La fame che rischia di colpire, secondo l’ultimo rapporto di Save the Children, pubblicato oggi, 29 luglio 2020, mezzo milione di bambini libanesi, siriani e palestinesi nella zona della capitale Beirut, a causa della perdurante crisi economica.

«Vedremo bambini morire di fame già prima della fine di quest’anno» informa Jad Sakr, rappresentante in Libano della ong internazionale che si occupa di diritti dell’infanzia.

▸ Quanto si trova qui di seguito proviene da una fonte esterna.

//! Repository Registry.
//!
//! Registers/unregisters named repositories, clones them into the master
//! pool under `<root>/repos/<name>`, and serves both the persisted record
//! and query-time-derived metadata (branch, head, size, dirty, ahead/behind).
//! Shaped after `workspace.rs`'s "resolve strategy once, own a directory
//! under root" pattern, generalized from CoW strategy to git state.

use std::collections::HashMap;
use std::sync::Arc;

use chrono::Utc;
use thiserror::Error;
use tokio::sync::RwLock;
use tracing::{error, info, warn};

use coderunner_core::types::{CloneState, Repository};
use coderunner_core::wire::{HeadCommit, RepositoryView};

use crate::git;
use crate::workspace::WorkspaceManager;

#[derive(Debug, Error)]
pub enum RegistryError {
    #[error("repository '{0}' already exists")]
    AlreadyExists(String),
    #[error("repository '{0}' not found")]
    NotFound(String),
    #[error("repository '{0}' is referenced by a non-terminal job and cannot be unregistered")]
    Referenced(String),
    #[error("io error: {0}")]
    Io(#[from] std::io::Error),
}

pub type Result<T> = std::result::Result<T, RegistryError>;

/// In-memory registry of repository records, guarded by a single `RwLock`
/// ("Registry map... guarded by their respective component
/// mutexes; all reads snapshot, all writes exclusive").
pub struct RepositoryRegistry {
    workspace: Arc<WorkspaceManager>,
    repos: RwLock<HashMap<String, Repository>>,
}

impl RepositoryRegistry {
    pub fn new(workspace: Arc<WorkspaceManager>) -> Self {
        Self {
            workspace,
            repos: RwLock::new(HashMap::new()),
        }
    }

    fn key(name: &str) -> String {
        name.to_ascii_lowercase()
    }

    /// `register(name, originUrl, description, indexAware) -> Repository`
    /// (Section 4.3). Idempotently reserves the name, then clones in the
    /// background; the directory keeps the caller's casing even though
    /// lookups are case-insensitive. Takes `Arc<Self>` because the clone
    /// runs as a detached task that must call back into `finish_clone` once
    /// `git clone` returns.
    pub async fn register(
        self: &Arc<Self>,
        name: &str,
        origin_url: &str,
        description: Option<String>,
        index_aware: bool,
        index_binary: &str,
    ) -> Result<Repository> {
        let key = Self::key(name);
        {
            let mut repos = self.repos.write().await;
            if repos.contains_key(&key) {
                return Err(RegistryError::AlreadyExists(name.to_string()));
            }
            let record = Repository {
                name: name.to_string(),
                origin_url: origin_url.to_string(),
                description,
                registered_at: Utc::now(),
                clone_state: CloneState::Cloning,
                index_aware,
            };
            repos.insert(key.clone(), record.clone());
        }

        let dest = self.workspace.repo_path(name);
        let origin_url = origin_url.to_string();
        let name_owned = name.to_string();
        let index_binary = index_binary.to_string();
        let registry = Arc::clone(self);
        tokio::spawn(async move {
            let result = tokio::task::spawn_blocking(move || git::clone_repo(&origin_url, &dest))
                .await
                .unwrap_or_else(|e| Err(git::GitError::CommandFailed(e.to_string())));
            registry
                .finish_clone(
                    &name_owned,
                    result.map_err(|e| e.to_string()),
                    index_aware,
                    &index_binary,
                )
                .await;
        });

        let repos = self.repos.read().await;
        Ok(repos.get(&key).cloned().expect("just inserted"))
    }

    /// Called by the background clone task once `git clone` finishes.
    /// Transitions `cloning -> completed` or `git_failed`, and if
    /// `indexAware`, attempts to build a persistent index in the master
    /// workspace, demoting to `index_failed` on error without deleting the
    /// clone.
    pub async fn finish_clone(
        &self,
        name: &str,
        clone_result: std::result::Result<(), String>,
        index_aware: bool,
        index_binary: &str,
    ) {
        let key = Self::key(name);
        let new_state = match &clone_result {
            Err(e) => {
                warn!(repository = name, error = %e, "repository clone failed");
                CloneState::GitFailed
            }
            Ok(()) => {
                info!(repository = name, "repository clone completed");
                if index_aware {
                    let repo_path = self.workspace.repo_path(name);
                    match crate::index::build_master_index(index_binary, &repo_path).await {
                        Ok(()) => CloneState::Completed,
                        Err(e) => {
                            error!(repository = name, error = %e, "master index build failed");
                            CloneState::IndexFailed
                        }
                    }
                } else {
                    CloneState::Completed
                }
            }
        };
        let mut repos = self.repos.write().await;
        if let Some(repo) = repos.get_mut(&key) {
            repo.clone_state = new_state;
        }
    }

    /// `unregister(name) -> bool`. Per I6's "reject" policy
    /// (Section 7 default recommendation), fails with `Referenced` if
    /// `is_referenced` reports any non-terminal job against this name.
    pub async fn unregister(
        &self,
        name: &str,
        is_referenced: impl FnOnce(&str) -> bool,
    ) -> Result<()> {
        let key = Self::key(name);
        let exists = self.repos.read().await.contains_key(&key);
        if !exists {
            return Err(RegistryError::NotFound(name.to_string()));
        }
        if is_referenced(name) {
            return Err(RegistryError::Referenced(name.to_string()));
        }
        let path = self.workspace.repo_path(name);
        if path.exists() {
            std::fs::remove_dir_all(&path)?;
        }
        self.repos.write().await.remove(&key);
        Ok(())
    }

    /// `list -> [Repository]` with live-read derived metadata ("metadata is
    /// read at call time, not cached past the call").
    pub async fn list(&self) -> Vec<RepositoryView> {
        let repos: Vec<Repository> = self.repos.read().await.values().cloned().collect();
        repos.into_iter().map(|r| self.view(r)).collect()
    }

    pub async fn metadata(&self, name: &str) -> Result<RepositoryView> {
        let key = Self::key(name);
        let repo = self
            .repos
            .read()
            .await
            .get(&key)
            .cloned()
            .ok_or_else(|| RegistryError::NotFound(name.to_string()))?;
        Ok(self.view(repo))
    }

    pub async fn get(&self, name: &str) -> Option<Repository> {
        self.repos.read().await.get(&Self::key(name)).cloned()
    }

    pub async fn exists(&self, name: &str) -> bool {
        self.repos.read().await.contains_key(&Self::key(name))
    }

    fn view(&self, repo: Repository) -> RepositoryView {
        let path = self.workspace.repo_path(&repo.name);
        if repo.clone_state != CloneState::Completed || !path.exists() {
            return RepositoryView {
                name: repo.name,
                origin_url: repo.origin_url,
                description: repo.description,
                registered_at: repo.registered_at,
                clone_state: repo.clone_state,
                index_aware: repo.index_aware,
                branch: None,
                head: None,
                size_bytes: 0,
                dirty: false,
                ahead: 0,
                behind: 0,
            };
        }
        let branch = git::current_branch(&path).ok();
        let head = git::head_commit(&path).ok().map(|(hash, subject, author, ts)| HeadCommit {
            hash,
            subject,
            author,
            timestamp: chrono::DateTime::from_timestamp(ts, 0).unwrap_or_else(Utc::now),
        });
        let dirty = git::is_dirty(&path).unwrap_or(false);
        let (ahead, behind) = git::ahead_behind(&path).unwrap_or((0, 0));
        let size_bytes = git::tree_size_bytes(&path);
        RepositoryView {
            name: repo.name,
            origin_url: repo.origin_url,
            description: repo.description,
            registered_at: repo.registered_at,
            clone_state: repo.clone_state,
            index_aware: repo.index_aware,
            branch,
            head,
            size_bytes,
            dirty,
            ahead,
            behind,
        }
    }
}
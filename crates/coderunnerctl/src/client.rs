//! HTTP client for coderunnerd.
//!
//! Communicates with coderunnerd via its REST API (Section 6 of the
//! specification). A thin `reqwest` wrapper - one method per endpoint,
//! error responses mapped onto `ClientError`.

use std::path::Path;

use coderunner_core::types::{Job, JobOptions, JobSummary};
use coderunner_core::wire::{
    CancelJobResponse, CreateJobResponse, DeleteJobResponse, ErrorBody, FileContentResponse,
    HealthResponse, LoginResponse, RepositoryView, StartJobResponse, UnregisterResponse,
    UploadFileResponse, UploadImageResponse,
};
use reqwest::header::{HeaderMap, HeaderValue, AUTHORIZATION, CONTENT_TYPE};
use serde::Serialize;
use thiserror::Error;

#[derive(Debug, Error)]
pub enum ClientError {
    #[error("daemon not running at {addr}\n → start with: coderunnerd\n → or set CODERUNNER_ADDR if using a different address")]
    ConnectionFailed { addr: String },

    #[error("{error_type}: {message}")]
    Api { error_type: String, message: String },

    #[error("HTTP error: {status} - {message}")]
    HttpError { status: u16, message: String },

    #[error("invalid response: {0}")]
    InvalidResponse(String),

    #[error("I/O error: {0}")]
    IoError(String),

    #[error("unauthorized: check CODERUNNER_TOKEN env var or --token flag")]
    Unauthorized,

    #[error(
        "daemon not ready after {timeout_ms}ms at {addr}\n → ensure coderunnerd is running\n → check CODERUNNER_TOKEN if auth is enabled"
    )]
    DaemonNotReady { addr: String, timeout_ms: u64 },
}

impl From<reqwest::Error> for ClientError {
    fn from(e: reqwest::Error) -> Self {
        if e.is_connect() {
            let addr = e.url().map(ToString::to_string).unwrap_or_else(|| "unknown".to_string());
            ClientError::ConnectionFailed { addr }
        } else {
            ClientError::HttpError {
                status: e.status().map(|s| s.as_u16()).unwrap_or(0),
                message: e.to_string(),
            }
        }
    }
}

/// Default total timeout for daemon readiness probe.
const DEFAULT_READY_TIMEOUT_MS: u64 = 5000;

/// Initial backoff delay for readiness probe.
const INITIAL_BACKOFF_MS: u64 = 200;

/// HTTP client for coderunnerd.
pub struct Client {
    base_url: String,
    token: Option<String>,
    http: reqwest::Client,
}

#[derive(Debug, Serialize)]
struct LoginRequestBody<'a> {
    username: &'a str,
    password: &'a str,
}

#[derive(Debug, Serialize)]
struct RegisterRepositoryBody<'a> {
    name: &'a str,
    git_url: &'a str,
    #[serde(skip_serializing_if = "Option::is_none")]
    description: Option<&'a str>,
    #[serde(skip_serializing_if = "Option::is_none")]
    index_aware: Option<bool>,
}

#[derive(Debug, Serialize)]
struct CreateJobBody<'a> {
    prompt: &'a str,
    repository: &'a str,
    options: JobOptions,
}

E se non li vedessimo, basterebbe contare. Nel mondo, ogni giorno, settemila bambini sotto i cinque anni muoiono a causa della malnutrizione. Significa cinque bambini al minuto. Un bambino ogni dodici secondi. Basterebbe contare, come si contano le calorie bruciate sul monitor del tapis roulant e quelle appuntate sui nostri yogurt dietetici. Basterebbe contare per averne un’idea. Per arrivare alla conclusione che non c’è una parte sbagliata del Mondo in cui nascere, semplicemente perché nascere non può essere uno sbaglio. Basterebbe contare per capire che oltre gli scaffali della nostra frutta fresca, del caffè, oltre i distributori delle pompe di benzina, delle nostre scarpe alla moda, dietro gli schermi dei nostri cellulari da seicento euro; dietro le nostre guerre e i finti ideali, c’è lo sfruttamento di risorse che non ci appartengono. Il mito di un Occidente che si è fatto da solo e che, quando ne ha voglia, se lo ricorda, piange e aiuta. Pietà, misericordia, carità.

Dietro le manifestazioni di piazza antiabortiste che si crucciano per la rimozione di un embrione, dietro ai natali che celebrano un Cristo nato al freddo in una stalla, dietro la benevolenza e ai mai più, ci siamo noi. Noi e le nostre magnifiche contraddizioni. Il nostro particolare ed esclusivo modo di esprimerci, di combattere crociate ideologiche non oltrepassando l’uscio di casa. Ci siamo noi, i fortunati prescelti. E, infine, dietro di noi, ci sono loro. Ciò che resta dalla sottrazione di noi stessi. L’olocausto per cui nessuno ha costruito forni in cui bruciare le colpe. Per cui non sarà indetto alcun processo di Norimberga, perché nulla si è fatto e perché il nulla non può essere condannato. L’esclusione di un tessuto vitale che sembra non appartenerci, ma a cui, per converso, apparteniamo. L’esclusione di ciò che non vediamo, le vite, che prima di cessare, abbiamo smesso di contare.